§ ABOUT THIS EXERCISE: Give the records again in full, exactly as written.
[INPUT RECORDS Boundary: Start]
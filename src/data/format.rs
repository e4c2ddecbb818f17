//! Display formatting shared by the views and exports.

/// Format an integer with thousands separators (e.g., 1234567 -> "1,234,567").
pub fn format_thousands(n: u64) -> String {
    let digits = n.to_string();
    let mut out = String::with_capacity(digits.len() + digits.len() / 3);
    for (i, c) in digits.chars().enumerate() {
        if i > 0 && (digits.len() - i) % 3 == 0 {
            out.push(',');
        }
        out.push(c);
    }
    out
}

/// Format a byte size for display (e.g., 1536 -> "1.5 KB").
pub fn format_bytes(n: u64) -> String {
    const KB: f64 = 1024.0;
    let n_f = n as f64;
    if n_f >= KB * KB * KB {
        format!("{:.1} GB", n_f / (KB * KB * KB))
    } else if n_f >= KB * KB {
        format!("{:.1} MB", n_f / (KB * KB))
    } else if n_f >= KB {
        format!("{:.1} KB", n_f / KB)
    } else {
        format!("{} B", n)
    }
}

/// Thai name with the English name in parentheses: "น่าน (Nan)".
pub fn bilingual(name: Option<&str>, name_en: Option<&str>) -> String {
    let name = name.filter(|s| !s.is_empty());
    let name_en = name_en.filter(|s| !s.is_empty());
    match (name, name_en) {
        (Some(n), Some(en)) if n != en => format!("{} ({})", n, en),
        (Some(n), _) => n.to_string(),
        (None, Some(en)) => en.to_string(),
        (None, None) => "-".to_string(),
    }
}

/// Label for a pre-assigned risk level. Anything above 2 reads as high.
pub fn risk_level_label(level: u8) -> &'static str {
    match level {
        1 => "Low risk",
        2 => "Medium risk",
        _ => "High risk",
    }
}

/// Rainfall in millimeters, or "-" when unknown.
pub fn format_rain(rain: Option<f64>) -> String {
    match rain {
        Some(r) if r.is_finite() => format!("{:.2}", r),
        _ => "-".to_string(),
    }
}

/// Horizontal bar for a 0-100 score using eighth-block characters.
pub fn probability_bar(probability: f64, width: usize) -> String {
    const PARTIALS: [char; 8] = [' ', '▏', '▎', '▍', '▌', '▋', '▊', '▉'];

    let fraction = (probability / 100.0).clamp(0.0, 1.0);
    let eighths = (fraction * width as f64 * 8.0).round() as usize;
    let full = eighths / 8;
    let rest = eighths % 8;

    let mut bar: String = "█".repeat(full);
    if full < width {
        bar.push(PARTIALS[rest]);
        bar.push_str(&" ".repeat(width - full - 1));
    }
    bar
}
//! Data models and processing for the dashboard views.
//!
//! Wire records from [`crate::api`] are turned into view state here:
//! classified risk map districts, paginated listings and display strings.
//!
//! ## Submodules
//!
//! - [`risk`]: Probability estimation and color tiers ([`classify`], [`ColorTier`])
//! - [`risk_map`]: Classified districts for the selected date ([`RiskMap`])
//! - [`listing`]: Query and rows of a server-paginated table ([`Listing`])
//! - [`pagination`]: Page metadata and row numbering ([`Pagination`])
//! - [`format`]: Display helpers (thousands separators, bilingual names)
//!
//! ## Data Flow
//!
//! ```text
//! /list_data_graph (GraphRecord)
//!        │
//!        ▼
//! RiskMap::load() ──▶ classify() ──▶ ClassifiedDistrict (probability, tier)
//!
//! /list_risk, /list_rain, /list_province_district (Page<T>)
//!        │
//!        ▼
//! Listing::apply() ──▶ Pagination (row numbers, page count)
//! ```

pub mod format;
pub mod listing;
pub mod pagination;
pub mod risk;
pub mod risk_map;

pub use listing::{filter_rows, Listing, Searchable, RISK_LEVELS};
pub use pagination::{Pagination, PAGE_SIZES};
pub use risk::{classify, Classification, ColorTier, Observation};
pub use risk_map::{step_date, ClassifiedDistrict, RiskMap, RiskMapSort, TierCounts};
//! Layered settings.
//!
//! Sources, lowest precedence first: built-in defaults, an optional TOML
//! file, `LANDSLIDE_*` environment variables, then command-line flags.
//!
//! ```toml
//! api_base = "https://landslide.example.org/api"
//! page_size = 20
//! refresh_secs = 60
//! username = "curator"
//! ```

use std::path::{Path, PathBuf};

use anyhow::{bail, Context, Result};
use config::{Config, Environment, File, Map};
use serde::Deserialize;

use crate::api::DEFAULT_API_BASE;

/// Prefix of environment variables read as settings (`LANDSLIDE_API_BASE`).
pub const ENV_PREFIX: &str = "LANDSLIDE";

/// Resolved settings for a run.
#[derive(Debug, Clone, PartialEq, Deserialize)]
pub struct Settings {
    pub api_base: String,
    pub timeout_secs: u64,
    pub page_size: u32,
    /// Periodic reload of the current view; 0 disables it.
    pub refresh_secs: u64,
    pub session_file: PathBuf,
    pub log_file: PathBuf,
    pub log_filter: String,
    /// Prefills the login form; used to sign in for non-interactive commands.
    pub username: String,
    pub password: String,
    /// Default note attached to NetCDF uploads.
    pub note: String,
}

/// Values given on the command line. `None` leaves lower layers in effect.
#[derive(Debug, Clone, Default)]
pub struct Overrides {
    pub api_base: Option<String>,
    pub page_size: Option<u32>,
    pub refresh_secs: Option<u64>,
    pub session_file: Option<PathBuf>,
    pub log_file: Option<PathBuf>,
    pub note: Option<String>,
}

impl Settings {
    /// Load settings from `file` (if given), the process environment and
    /// `overrides`.
    pub fn load(file: Option<&Path>, overrides: &Overrides) -> Result<Self> {
        Self::load_with_env(file, overrides, None)
    }

    /// Like [`Settings::load`], reading environment variables from `env`
    /// instead of the process environment when given.
    fn load_with_env(
        file: Option<&Path>,
        overrides: &Overrides,
        env: Option<Map<String, String>>,
    ) -> Result<Self> {
        let mut builder = Config::builder()
            .set_default("api_base", DEFAULT_API_BASE)?
            .set_default("timeout_secs", 30u64)?
            .set_default("page_size", 10u64)?
            .set_default("refresh_secs", 0u64)?
            .set_default("session_file", ".landslide-watch-session.json")?
            .set_default("log_file", "landslide-watch.log")?
            .set_default("log_filter", "info")?
            .set_default("username", "")?
            .set_default("password", "")?
            .set_default("note", "")?;

        if let Some(path) = file {
            builder = builder.add_source(File::from(path));
        }

        builder = builder.add_source(Environment::with_prefix(ENV_PREFIX).try_parsing(true).source(env));

        let path_string = |p: &Option<PathBuf>| p.as_ref().map(|p| p.to_string_lossy().into_owned());
        builder = builder
            .set_override_option("api_base", overrides.api_base.clone())?
            .set_override_option("page_size", overrides.page_size.map(u64::from))?
            .set_override_option("refresh_secs", overrides.refresh_secs)?
            .set_override_option("session_file", path_string(&overrides.session_file))?
            .set_override_option("log_file", path_string(&overrides.log_file))?
            .set_override_option("note", overrides.note.clone())?;

        let settings: Settings = builder
            .build()
            .context("Failed to load settings")?
            .try_deserialize()
            .context("Invalid settings")?;
        settings.validate()?;
        Ok(settings)
    }

    fn validate(&self) -> Result<()> {
        if !(self.api_base.starts_with("http://") || self.api_base.starts_with("https://")) {
            bail!("api_base must be an http(s) URL, got {:?}", self.api_base);
        }
        if self.timeout_secs == 0 {
            bail!("timeout_secs must be at least 1");
        }
        if self.page_size == 0 {
            bail!("page_size must be at least 1");
        }
        Ok(())
    }

    /// Whether credentials for a non-interactive login are configured.
    pub fn has_credentials(&self) -> bool {
        !self.username.is_empty() && !self.password.is_empty()
    }
}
[INPUT RECORDS Boundary: End]
§ TASK SOLUTION:
filename src/data/format.rs
repository e4c2ddecbb818f17
//! Display formatting shared by the views and exports.

/// Format an integer with thousands separators (e.g., 1234567 -> "1,234,567").
pub fn format_thousands(n: u64) -> String {
    let digits = n.to_string();
    let mut out = String::with_capacity(digits.len() + digits.len() / 3);
    for (i, c) in digits.chars().enumerate() {
        if i > 0 && (digits.len() - i) % 3 == 0 {
            out.push(',');
        }
        out.push(c);
    }
    out
}

/// Format a byte size for display (e.g., 1536 -> "1.5 KB").
pub fn format_bytes(n: u64) -> String {
    const KB: f64 = 1024.0;
    let n_f = n as f64;
    if n_f >= KB * KB * KB {
        format!("{:.1} GB", n_f / (KB * KB * KB))
    } else if n_f >= KB * KB {
        format!("{:.1} MB", n_f / (KB * KB))
    } else if n_f >= KB {
        format!("{:.1} KB", n_f / KB)
    } else {
        format!("{} B", n)
    }
}

/// Thai name with the English name in parentheses: "น่าน (Nan)".
pub fn bilingual(name: Option<&str>, name_en: Option<&str>) -> String {
    let name = name.filter(|s| !s.is_empty());
    let name_en = name_en.filter(|s| !s.is_empty());
    match (name, name_en) {
        (Some(n), Some(en)) if n != en => format!("{} ({})", n, en),
        (Some(n), _) => n.to_string(),
        (None, Some(en)) => en.to_string(),
        (None, None) => "-".to_string(),
    }
}

/// Label for a pre-assigned risk level. Anything above 2 reads as high.
pub fn risk_level_label(level: u8) -> &'static str {
    match level {
        1 => "Low risk",
        2 => "Medium risk",
        _ => "High risk",
    }
}

/// Rainfall in millimeters, or "-" when unknown.
pub fn format_rain(rain: Option<f64>) -> String {
    match rain {
        Some(r) if r.is_finite() => format!("{:.2}", r),
        _ => "-".to_string(),
    }
}

/// Horizontal bar for a 0-100 score using eighth-block characters.
pub fn probability_bar(probability: f64, width: usize) -> String {
    const PARTIALS: [char; 8] = [' ', '▏', '▎', '▍', '▌', '▋', '▊', '▉'];

    let fraction = (probability / 100.0).clamp(0.0, 1.0);
    let eighths = (fraction * width as f64 * 8.0).round() as usize;
    let full = eighths / 8;
    let rest = eighths % 8;

    let mut bar: String = "█".repeat(full);
    if full < width {
        bar.push(PARTIALS[rest]);
        bar.push_str(&" ".repeat(width - full - 1));
    }
    bar
}
//! Data models and processing for the dashboard views.
//!
//! Wire records from [`crate::api`] are turned into view state here:
//! classified risk map districts, paginated listings and display strings.
//!
//! ## Submodules
//!
//! - [`risk`]: Probability estimation and color tiers ([`classify`], [`ColorTier`])
//! - [`risk_map`]: Classified districts for the selected date ([`RiskMap`])
//! - [`listing`]: Query and rows of a server-paginated table ([`Listing`])
//! - [`pagination`]: Page metadata and row numbering ([`Pagination`])
//! - [`format`]: Display helpers (thousands separators, bilingual names)
//!
//! ## Data Flow
//!
//! ```text
//! /list_data_graph (GraphRecord)
//!        │
//!        ▼
//! RiskMap::load() ──▶ classify() ──▶ ClassifiedDistrict (probability, tier)
//!
//! /list_risk, /list_rain, /list_province_district (Page<T>)
//!        │
//!        ▼
//! Listing::apply() ──▶ Pagination (row numbers, page count)
//! ```

pub mod format;
pub mod listing;
pub mod pagination;
pub mod risk;
pub mod risk_map;

pub use listing::{filter_rows, Listing, Searchable, RISK_LEVELS};
pub use pagination::{Pagination, PAGE_SIZES};
pub use risk::{classify, Classification, ColorTier, Observation};
pub use risk_map::{step_date, ClassifiedDistrict, RiskMap, RiskMapSort, TierCounts};
//! Layered settings.
//!
//! Sources, lowest precedence first: built-in defaults, an optional TOML
//! file, `LANDSLIDE_*` environment variables, then command-line flags.
//!
//! ```toml
//! api_base = "https://landslide.example.org/api"
//! page_size = 20
//! refresh_secs = 60
//! username = "curator"
//! ```

use std::path::{Path, PathBuf};

use anyhow::{bail, Context, Result};
use config::{Config, Environment, File, Map};
use serde::Deserialize;

use crate::api::DEFAULT_API_BASE;

/// Prefix of environment variables read as settings (`LANDSLIDE_API_BASE`).
pub const ENV_PREFIX: &str = "LANDSLIDE";

/// Resolved settings for a run.
#[derive(Debug, Clone, PartialEq, Deserialize)]
pub struct Settings {
    pub api_base: String,
    pub timeout_secs: u64,
    pub page_size: u32,
    /// Periodic reload of the current view; 0 disables it.
    pub refresh_secs: u64,
    pub session_file: PathBuf,
    pub log_file: PathBuf,
    pub log_filter: String,
    /// Prefills the login form; used to sign in for non-interactive commands.
    pub username: String,
    pub password: String,
    /// Default note attached to NetCDF uploads.
    pub note: String,
}

/// Values given on the command line. `None` leaves lower layers in effect.
#[derive(Debug, Clone, Default)]
pub struct Overrides {
    pub api_base: Option<String>,
    pub page_size: Option<u32>,
    pub refresh_secs: Option<u64>,
    pub session_file: Option<PathBuf>,
    pub log_file: Option<PathBuf>,
    pub note: Option<String>,
}

impl Settings {
    /// Load settings from `file` (if given), the process environment and
    /// `overrides`.
    pub fn load(file: Option<&Path>, overrides: &Overrides) -> Result<Self> {
        Self::load_with_env(file, overrides, None)
    }

    /// Like [`Settings::load`], reading environment variables from `env`
    /// instead of the process environment when given.
    fn load_with_env(
        file: Option<&Path>,
        overrides: &Overrides,
        env: Option<Map<String, String>>,
    ) -> Result<Self> {
        let mut builder = Config::builder()
            .set_default("api_base", DEFAULT_API_BASE)?
            .set_default("timeout_secs", 30u64)?
            .set_default("page_size", 10u64)?
            .set_default("refresh_secs", 0u64)?
            .set_default("session_file", ".landslide-watch-session.json")?
            .set_default("log_file", "landslide-watch.log")?
            .set_default("log_filter", "info")?
            .set_default("username", "")?
            .set_default("password", "")?
            .set_default("note", "")?;

        if let Some(path) = file {
            builder = builder.add_source(File::from(path));
        }

        builder = builder.add_source(Environment::with_prefix(ENV_PREFIX).try_parsing(true).source(env));

        let path_string = |p: &Option<PathBuf>| p.as_ref().map(|p| p.to_string_lossy().into_owned());
        builder = builder
            .set_override_option("api_base", overrides.api_base.clone())?
            .set_override_option("page_size", overrides.page_size.map(u64::from))?
            .set_override_option("refresh_secs", overrides.refresh_secs)?
            .set_override_option("session_file", path_string(&overrides.session_file))?
            .set_override_option("log_file", path_string(&overrides.log_file))?
            .set_override_option("note", overrides.note.clone())?;

        let settings: Settings = builder
            .build()
            .context("Failed to load settings")?
            .try_deserialize()
            .context("Invalid settings")?;
        settings.validate()?;
        Ok(settings)
    }

    fn validate(&self) -> Result<()> {
        if !(self.api_base.starts_with("http://") || self.api_base.starts_with("https://")) {
            bail!("api_base must be an http(s) URL, got {:?}", self.api_base);
        }
        if self.timeout_secs == 0 {
            bail!("timeout_secs must be at least 1");
        }
        if self.page_size == 0 {
            bail!("page_size must be at least 1");
        }
        Ok(())
    }

    /// Whether credentials for a non-interactive login are configured.
    pub fn has_credentials(&self) -> bool {
        !self.username.is_empty() && !self.password.is_empty()
    }
}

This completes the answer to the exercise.